Work order: Using the data below, return the stretch from the line that contains "use crate::UploadThrottle;" through the line that contains "names the client", both included, exactly as it stands and nothing beyond it.

(Stored items)
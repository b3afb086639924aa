//! Shared router state.

use crate::UploadThrottle;
use campusconnect_storage::{MediaStore, UploadLimits};
use std::sync::Arc;

/// State handed to every handler.
#[derive(Clone, derive_getters::Getters)]
pub struct AppState {
    /// Tier-dispatching store
    store: MediaStore,
    /// Per-category bounds
    limits: Arc<UploadLimits>,
    /// Upload gate
    throttle: Arc<dyn UploadThrottle>,
    /// Whether `X-Forwarded-For` names the client
    trust_forwarded_for: bool,
}

impl AppState {
    /// Assemble router state.
    pub fn new(store: MediaStore, limits: UploadLimits, throttle: Arc<dyn UploadThrottle>) -> Self {
        Self {
            store,
            limits: Arc::new(limits),
            throttle,
            trust_forwarded_for: false,
        }
    }

    /// Key clients by `X-Forwarded-For` when `trust` is set.
    pub(crate) fn with_trust_forwarded_for(mut self, trust: bool) -> Self {
        self.trust_forwarded_for = trust;
        self
    }
}

impl std::fmt::Debug for AppState {
    fn fmt(&self, f: &mut std::fmt::Formatter<'_>) -> std::fmt::Result {
        f.debug_struct("AppState")
            .field("store", &self.store)
            .field("limits", &self.limits)
            .field("trust_forwarded_for", &self.trust_forwarded_for)
            .finish_non_exhaustive()
    }
}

Result of this exercise:
use crate::UploadThrottle;
use campusconnect_storage::{MediaStore, UploadLimits};
use std::sync::Arc;

/// State handed to every handler.
#[derive(Clone, derive_getters::Getters)]
pub struct AppState {
    /// Tier-dispatching store
    store: MediaStore,
    /// Per-category bounds
    limits: Arc<UploadLimits>,
    /// Upload gate
    throttle: Arc<dyn UploadThrottle>,
    /// Whether `X-Forwarded-For` names the client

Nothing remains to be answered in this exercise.